CAPE TOWN – Government ministers in the security cluster will meet to discuss the terror alert the US issued at the weekend and continue to engage Washington on the issue, President Jacob Zuma’s office said late on Wednesday afternoon.
“The security cluster is scheduled to meet today to discuss the matter further, with a view to ensuring the continued safety of all in the country,” the Presidency said.
“In addition, the South African government will continue to discuss the matter with the US government as part of ongoing cooperation on security issues between the two countries.”
The Presidency added: “South Africa and the US continue to enjoy strong and cordial relations in various areas of cooperation including political, economic, social and security matters.”

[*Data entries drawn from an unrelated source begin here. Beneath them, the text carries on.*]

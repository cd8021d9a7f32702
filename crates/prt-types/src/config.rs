//! Calibration configuration, loaded from TOML with per-section defaults.
//!
//! The defaults reproduce the Mach 14 cold-wall flat-plate campaign: an SU2
//! Spalart-Allmaras case swept over `Pr_t ∈ [0.5, 0.95]` and compared against
//! DNS at `x = 1.5 m`.

use serde::{Deserialize, Serialize};
use std::collections::BTreeMap;
use std::fs;
use std::path::{Path, PathBuf};
use std::time::Duration;

use crate::errors::ConfigError;

/// Top-level configuration for a calibration run.
#[derive(Debug, Clone, PartialEq, Serialize, Deserialize, Default)]
#[serde(default)]
pub struct CalibrationConfig {
    pub optimizer: OptimizerSettings,
    pub solver: SolverSettings,
    pub case: CaseSettings,
    pub extraction: ExtractionSettings,
    pub ground_truth: GroundTruthSettings,
    pub output: OutputSettings,
}

/// Bounded minimizer settings.
#[derive(Debug, Clone, PartialEq, Serialize, Deserialize)]
#[serde(default)]
pub struct OptimizerSettings {
    /// Lower physical bound on Pr_t.
    pub lower: f64,
    /// Upper physical bound on Pr_t.
    pub upper: f64,
    /// Absolute tolerance on the parameter (bracket width criterion).
    pub tolerance: f64,
    /// Hard cap on objective evaluations, i.e. solver launches.
    pub max_evals: usize,
    /// Loss reported to the minimizer for any non-successful trial. Must
    /// exceed the worst plausible real loss; normalized-temperature RMSE is
    /// of order one, so the default leaves two orders of magnitude.
    pub penalty: f64,
}

impl Default for OptimizerSettings {
    fn default() -> Self {
        Self {
            lower: 0.5,
            upper: 0.95,
            tolerance: 1e-3,
            max_evals: 5,
            penalty: 100.0,
        }
    }
}

impl OptimizerSettings {
    pub fn bounds(&self) -> (f64, f64) {
        (self.lower, self.upper)
    }

    pub fn validate(&self) -> Result<(), ConfigError> {
        if !self.lower.is_finite() || !self.upper.is_finite() || self.lower >= self.upper {
            return Err(ConfigError::InvalidBounds {
                lower: self.lower,
                upper: self.upper,
            });
        }
        if !(self.tolerance.is_finite() && self.tolerance > 0.0) {
            return Err(crate::config_error!(
                "optimizer.tolerance",
                "must be positive, got {}",
                self.tolerance
            ));
        }
        if self.max_evals == 0 {
            return Err(crate::config_error!("optimizer.max_evals", "must be at least 1"));
        }
        if !(self.penalty.is_finite() && self.penalty > 0.0) {
            return Err(ConfigError::InvalidPenalty {
                penalty: self.penalty,
            });
        }
        Ok(())
    }
}

/// External solver invocation and outcome classification.
#[derive(Debug, Clone, PartialEq, Serialize, Deserialize)]
#[serde(default)]
pub struct SolverSettings {
    /// Solver executable and leading arguments; the case input file is appended.
    pub command: Vec<String>,
    /// MPI launcher used when `mpi_ranks > 1`.
    pub mpi_launcher: String,
    pub mpi_ranks: usize,
    pub timeout_secs: u64,
    /// Any of these in the solver output marks a converged run.
    pub convergence_markers: Vec<String>,
    /// Any of these (case-insensitive) marks a diverged run.
    pub divergence_markers: Vec<String>,
    /// Treat NaN/Inf numeric tokens in the output as divergence.
    pub detect_non_finite: bool,
    /// Solver-written log in the case directory that is scanned alongside
    /// stdout/stderr when present.
    pub log_file: Option<String>,
}

impl Default for SolverSettings {
    fn default() -> Self {
        Self {
            command: vec!["SU2_CFD".to_string()],
            mpi_launcher: "mpirun".to_string(),
            mpi_ranks: 4,
            timeout_secs: 3600,
            convergence_markers: vec!["Exit Success".to_string()],
            divergence_markers: vec!["diverged".to_string()],
            detect_non_finite: true,
            log_file: Some("history.csv".to_string()),
        }
    }
}

impl SolverSettings {
    pub fn timeout(&self) -> Duration {
        Duration::from_secs(self.timeout_secs)
    }
}

/// How a trial case is materialized from the base template.
#[derive(Debug, Clone, PartialEq, Serialize, Deserialize)]
#[serde(default)]
pub struct CaseSettings {
    /// Base solver configuration template.
    pub template: PathBuf,
    /// Template key that receives the trial parameter.
    pub parameter_key: String,
    /// Extra static files linked into every case directory.
    pub resources: Vec<PathBuf>,
    /// Link the mesh named by `MESH_FILENAME` (resolved next to the template).
    pub link_mesh: bool,
    /// File name of the generated input inside the case directory.
    pub input_file_name: String,
    /// Fixed `KEY= value` replacements applied to every trial.
    pub overrides: BTreeMap<String, String>,
}

impl Default for CaseSettings {
    fn default() -> Self {
        let overrides = [
            ("RESTART_SOL", "NO"),
            ("ITER", "51"),
            ("OUTPUT_WRT_FREQ", "10"),
            ("OUTPUT_FILES", "(RESTART, PARAVIEW, TECPLOT_ASCII)"),
            ("VOLUME_FILENAME", "flow"),
            ("CONV_FILENAME", "history"),
            ("RESTART_FILENAME", "restart_flow"),
        ]
        .into_iter()
        .map(|(k, v)| (k.to_string(), v.to_string()))
        .collect();

        Self {
            template: PathBuf::from("config/turb_SA_flatplate_M14Tw018.cfg"),
            parameter_key: "PRANDTL_TURB".to_string(),
            resources: Vec::new(),
            link_mesh: true,
            input_file_name: "case.cfg".to_string(),
            overrides,
        }
    }
}

/// Where and how the comparison profile is cut out of the solver result.
#[derive(Debug, Clone, PartialEq, Serialize, Deserialize)]
#[serde(default)]
pub struct ExtractionSettings {
    /// Tecplot ASCII volume output written by the solver.
    pub result_file: String,
    /// Streamwise station of the profile [m].
    pub x_station: f64,
    /// Half-width of the slice around the station [m].
    pub x_tolerance: f64,
    /// Freestream velocity [m/s].
    pub u_inf: f64,
    /// Freestream temperature [K].
    pub t_inf: f64,
}

impl Default for ExtractionSettings {
    fn default() -> Self {
        Self {
            result_file: "flow.dat".to_string(),
            x_station: 1.5,
            x_tolerance: 0.005,
            u_inf: 1882.0,
            t_inf: 47.4,
        }
    }
}

/// Reference profile location and layout.
#[derive(Debug, Clone, PartialEq, Serialize, Deserialize)]
#[serde(default)]
pub struct GroundTruthSettings {
    pub path: PathBuf,
    /// Header of the position column; first column when unset.
    pub position_column: Option<String>,
    /// Header of the value column; second column when unset.
    pub value_column: Option<String>,
    pub delimiter: char,
}

impl Default for GroundTruthSettings {
    fn default() -> Self {
        Self {
            path: PathBuf::from("data/DNS Dataset.csv"),
            position_column: None,
            value_column: None,
            delimiter: ',',
        }
    }
}

#[derive(Debug, Clone, PartialEq, Serialize, Deserialize)]
#[serde(default)]
pub struct OutputSettings {
    /// Parent directory for per-run result directories.
    pub results_dir: PathBuf,
    /// Re-run the solver at the best parameter once the search finishes.
    pub validation_run: bool,
}

impl Default for OutputSettings {
    fn default() -> Self {
        Self {
            results_dir: PathBuf::from("results"),
            validation_run: true,
        }
    }
}

impl CalibrationConfig {
    pub fn from_toml_str(text: &str, origin: &Path) -> Result<Self, ConfigError> {
        toml::from_str(text).map_err(|e| ConfigError::Parse {
            path: origin.to_path_buf(),
            message: e.to_string(),
        })
    }

    pub fn from_toml_file<P: AsRef<Path>>(path: P) -> Result<Self, ConfigError> {
        let path = path.as_ref();
        let text = fs::read_to_string(path).map_err(|e| ConfigError::Unreadable {
            path: path.to_path_buf(),
            message: e.to_string(),
        })?;
        Self::from_toml_str(&text, path)
    }

    pub fn to_toml_string(&self) -> Result<String, ConfigError> {
        toml::to_string_pretty(self).map_err(|e| crate::config_error!("config", "{e}"))
    }

    /// Check every setting the run depends on. Called once before any trial.
    pub fn validate(&self) -> Result<(), ConfigError> {
        self.optimizer.validate()?;

        let solver = &self.solver;
        if solver.command.is_empty() || solver.command[0].trim().is_empty() {
            return Err(crate::config_error!("solver.command", "must name an executable"));
        }
        if solver.mpi_ranks == 0 {
            return Err(crate::config_error!("solver.mpi_ranks", "must be at least 1"));
        }
        if solver.mpi_ranks > 1 && solver.mpi_launcher.trim().is_empty() {
            return Err(crate::config_error!(
                "solver.mpi_launcher",
                "required when mpi_ranks > 1"
            ));
        }
        if solver.timeout_secs == 0 {
            return Err(crate::config_error!("solver.timeout_secs", "must be positive"));
        }

        if self.case.parameter_key.trim().is_empty() {
            return Err(crate::config_error!("case.parameter_key", "must not be empty"));
        }
        if self.case.input_file_name.trim().is_empty() {
            return Err(crate::config_error!("case.input_file_name", "must not be empty"));
        }

        let ext = &self.extraction;
        if !(ext.x_tolerance.is_finite() && ext.x_tolerance > 0.0) {
            return Err(crate::config_error!(
                "extraction.x_tolerance",
                "must be positive, got {}",
                ext.x_tolerance
            ));
        }
        for (field, value) in [("extraction.u_inf", ext.u_inf), ("extraction.t_inf", ext.t_inf)] {
            if !value.is_finite() || value == 0.0 {
                return Err(crate::config_error!(field, "must be finite and non-zero, got {value}"));
            }
        }

        Ok(())
    }

    /// Anchor every relative file path at `base`, normally the directory of
    /// the config file they were written in.
    pub fn resolve_paths(&mut self, base: &Path) {
        let anchor = |path: &mut PathBuf| {
            if path.is_relative() {
                *path = base.join(&*path);
            }
        };
        anchor(&mut self.case.template);
        self.case.resources.iter_mut().for_each(|path| anchor(path));
        anchor(&mut self.ground_truth.path);
        anchor(&mut self.output.results_dir);
    }
}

Earlier in the day the Department of International Relations and Cooperation criticised the US alert as "disingenuous" and "sketchy".
The SA government has demarched the affected embassies to register our displeasure with the manner in which the matter was handled. @IOL— DIRCO South Africa (@DIRCO_ZA) June 8, 2016
The US embassy in Pretoria had on Saturday issued a warning that there was a risk of “near-term” attacks by terrorist groups on upscale shopping malls in Johannesburg and Cape Town.
The warning prompted a diplomatic spat between US ambassador Patrick Gaspard and the spokesman for the South African international relations ministry, Clayson Monyela, who suggested on Twitter that US authorities were sowing “panic”.
the attement on Wednesday said the terror warning was found to have been based on information from a discredited source.
“On closer examination, we have found the information to be dubious, unsubstantiated and provided by a ‘walk-in’ source based on questionable conclusions,” it said.